He thought again of Simmons. I’ve got him where I want him, thought Michael. He’s not even going to try and lie to me.
As he left the building Jerry Simmons was seething. It was bad enough to have been found out—bloody Vladimir and his insistence on Hampstead Heath, he thought furiously. He might as well have chosen Piccadilly Circus.
Even worse was being played like a fish by this fresh-faced twerp. If his name’s Magnusson, thought Jerry bitterly, mine’s Marco Polo. He’d do what he had to do—“Magnusson” wasn’t exactly leaving him a choice, no more than Rykov had. No, he wasn’t going to tell the kid any lies. Yet as Jerry remembered the gun he’d seen in Brunovsky’s safe, he didn’t see any reason why he should tell the whole truth, either.
“Your turn,” said the old lady, Sonia Warschawsky, encouragingly.
Liz took a step forward and peered at the painting. Once she would have said it was a picture of a horse and left it at that, but she knew better now. “Let’s see. It’s a modern painting but the expert handling of paint gives it a sensuousness that is very old-fashioned. It’s full of references to earlier painters—the chiaroscuro light and shadow of the field is straight out of Vermeer.” She stood back contemplatively. “And the anatomical precision of the horse is pure Stubbs.”
“Excellent,” said Sonia. “Give me another week and I’ll make an art critic of you.” She gave a high clear laugh that belied her years and elegant appearance. Sonia was tall and slim, remarkably upright for a woman in her eighties, with silver hair held back by an ivory cameo slide, startling blue eyes, a nose as sharp as a cutter’s prow and that great asset called “bone structure”—in her case, high cheeks and a small but sturdy chin. She wore a green tweed suit that had certainly been purchased before Liz was born, but, having come originally from a Paris salon, found itself, forty years on, in fashion once more.

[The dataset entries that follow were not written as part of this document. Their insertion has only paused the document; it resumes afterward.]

//! CLI command implementations.

pub mod accounts;
pub mod migrate;
pub mod tokens;

use secrecy::SecretString;
use sqlx::PgPool;
use thiserror::Error;

/// Errors shared by CLI commands.
#[derive(Debug, Error)]
pub enum CommandError {
    #[error("Missing environment variable: {0}")]
    MissingEnvVar(&'static str),

    #[error("Invalid argument: {0}")]
    InvalidArgument(String),

    #[error("Database error: {0}")]
    Database(#[from] sqlx::Error),

    #[error("Migration error: {0}")]
    Migration(#[from] sqlx::migrate::MigrateError),

    #[error(transparent)]
    Repository(#[from] brightclass_server::db::RepositoryError),
}

/// Connect to the platform database using the server's env conventions.
pub(crate) async fn connect() -> Result<PgPool, CommandError> {
    dotenvy::dotenv().ok();

    let database_url = std::env::var("BRIGHTCLASS_DATABASE_URL")
        .or_else(|_| std::env::var("DATABASE_URL"))
        .map_err(|_| CommandError::MissingEnvVar("BRIGHTCLASS_DATABASE_URL"))?;

    Ok(brightclass_server::db::create_pool(&SecretString::from(database_url)).await?)
}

Born in the twenties into a wealthy French-Russian family, Sonia Warschawsky had in her young days moved easily through Europe, visiting members of her extended family in great houses and charming holiday villas, meeting artists and musicians, speaking fluent English, French and Russian, a child of aristocratic interwar Europe. She had been staying with her grandmother in the South of France when the Second World War was declared and suddenly privilege ended. In the panic of June 1940, she escaped to England with some of her young relatives on a Dutch merchant ship, probably the last ship to leave France for England. After the war, her formidable intelligence, her cultured background and her family influence had got her to Girton College, Cambridge, and in Cambridge she had remained, eventually becoming a don at Newnham, where even now she occasionally taught, still full of opinions, energetically and often tartly expressed.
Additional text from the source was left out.